Decimoséptimo Misterio

El Banquete de la Boda en Cana

Ofrecer
Ofrecemos, el Señor Jesús, esta decimoséptima década en honor de Tu Manifestación Divina en el banquete de la boda en Cana, y nosotros preguntamos, por este misterio, y por la intercesión de Tu bendijo que Madre, la gracia nos ayuda confiéndo El amor de usted.


Padre Nuestro



Y al tercer día hiciéronse unas bodas en Caná de Galilea; y estaba allí la madre de Jesús.
S. Juan 2: 1
Ave Maria



Y fué también llamado Jesús y sus discípulos á las bodas.
S. Juan 2: 2
Ave Maria



Y faltando el vino, la madre de Jesús le dijo: "Vino no tienen."
S. Juan 2: 3
Ave Maria



Y dícele Jesús: "¿Qué tengo yo contigo, mujer? aun no ha venido mi hora."
S. Juan 2: 4
Ave Maria



Su madre dice á los que servían: "Haced todo lo que os dijere."
S. Juan 2: 5
Ave Maria



Y estaban allí seis tinajuelas de piedra para agua, conforme á la purificación de los Judíos, que cabían en cada una dos ó tres cántaros.
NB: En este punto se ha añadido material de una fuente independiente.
//! Screen clearing commands.

use vtansi::csi;
use vtansi::encode::StaticEncode;

/// Clear the entire screen.
pub struct ClearAll;

impl StaticEncode for ClearAll {
    const STR: &'static str = csi!("2J");
}

/// Clear from cursor to end of screen.
pub struct ClearFromCursorDown;

impl StaticEncode for ClearFromCursorDown {
    const STR: &'static str = csi!("J");
}

/// Clear from cursor to beginning of screen.
pub struct ClearFromCursorUp;

impl StaticEncode for ClearFromCursorUp {
    const STR: &'static str = csi!("1J");
}

/// Clear the current line.
pub struct ClearLine;

impl StaticEncode for ClearLine {
    const STR: &'static str = csi!("2K");
}

/// Clear from cursor to end of line.
pub struct ClearUntilNewLine;

impl StaticEncode for ClearUntilNewLine {
    const STR: &'static str = csi!("K");
}

/// Purge scrollback buffer (extended command).
pub struct ClearScrollback;

impl StaticEncode for ClearScrollback {
    const STR: &'static str = csi!("3J");
}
Díceles Jesús: "Henchid estas tinajuelas de agua." E hinchiéronlas hasta arriba.
S. Juan 2: 6-7
Ave Maria



Y díceles: "Sacad ahora, y presentad al maestresala." Y presentáron le.
S. Juan 2: 8
Ave Maria



Y como el maestresala gustó el agua hecha vino, que no sabía de dónde era (mas lo sabían los sirvientes que habían sacado el agua), el maestresala llama al esposo,
S. Juan 2: 9
Ave Maria



Y dícele: "Todo hombre pone primero el buen vino, y cuando están satisfechos, entonces lo que es peor; mas tú has guardado el buen vino hasta ahora."
S. Juan 2: 10
Ave Maria



Este principio de señales hizo Jesús en Caná de Galilea, y manifestó su gloria; y sus discípulos creyeron en él.
S. Juan 2: 11
Ave Maria




Gloria al Padre y al Hijo y al Espíritu Santo. Como era en el principio, ahora y siempre, por los siglos de los siglos. Amén.
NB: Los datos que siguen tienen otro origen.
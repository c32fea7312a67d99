//! Construction-time configuration for a [`crate::Terminal`].

use vtcolor::Rgb8;

/// Initial sizing, palette and feature-gate options for a new terminal.
///
/// Mirrors the configuration surface described for the core: everything
/// here is read once at construction and has a sensible default, so most
/// callers only override the fields they care about.
#[derive(Debug, Clone)]
#[cfg_attr(feature = "serde", derive(serde::Serialize, serde::Deserialize))]
pub struct TerminalOptions {
    /// Active area width in columns. Must be at least 1.
    pub cols: u16,
    /// Active area height in rows. Must be at least 1.
    pub rows: u16,
    /// Scrollback byte budget across both screens. `0` disables history.
    pub max_scrollback: usize,
    /// Base 16 colors the 256-color palette is generated from.
    pub default_palette: [Rgb8; 16],
    pub default_fg: Rgb8,
    pub default_bg: Rgb8,
    pub default_cursor_color: Rgb8,
    /// Gate kitty graphics APC bookkeeping.
    pub enable_kitty_graphics: bool,
    /// Gate the kitty keyboard protocol's `CSI u` forms.
    pub enable_kitty_keyboard: bool,
}

impl Default for TerminalOptions {
    fn default() -> Self {
        Self {
            cols: 80,
            rows: 24,
            max_scrollback: 4 * 1024 * 1024,
            default_palette: vtcolor::DEFAULT_BASE16,
            default_fg: vtcolor::DEFAULT_FG,
            default_bg: vtcolor::DEFAULT_BG,
            default_cursor_color: vtcolor::DEFAULT_CURSOR,
            enable_kitty_graphics: false,
            enable_kitty_keyboard: false,
        }
    }
}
O Jesús mío, perdona nuestros pecados, líbranos del fuego del infierno, lleva a todas las almas al cielo y socorre especialmente a las más necesitadas de tu infinita misericordia.

Venga, el Espíritu Santo, viene por medio de la intercesión poderosa del Corazón Inmaculado de María, Tu Esposo bien amado.


La gracia del misterio de Tu Manifestación Divina en Cana, se baja en mi alma y me ayuda a confiar de Le.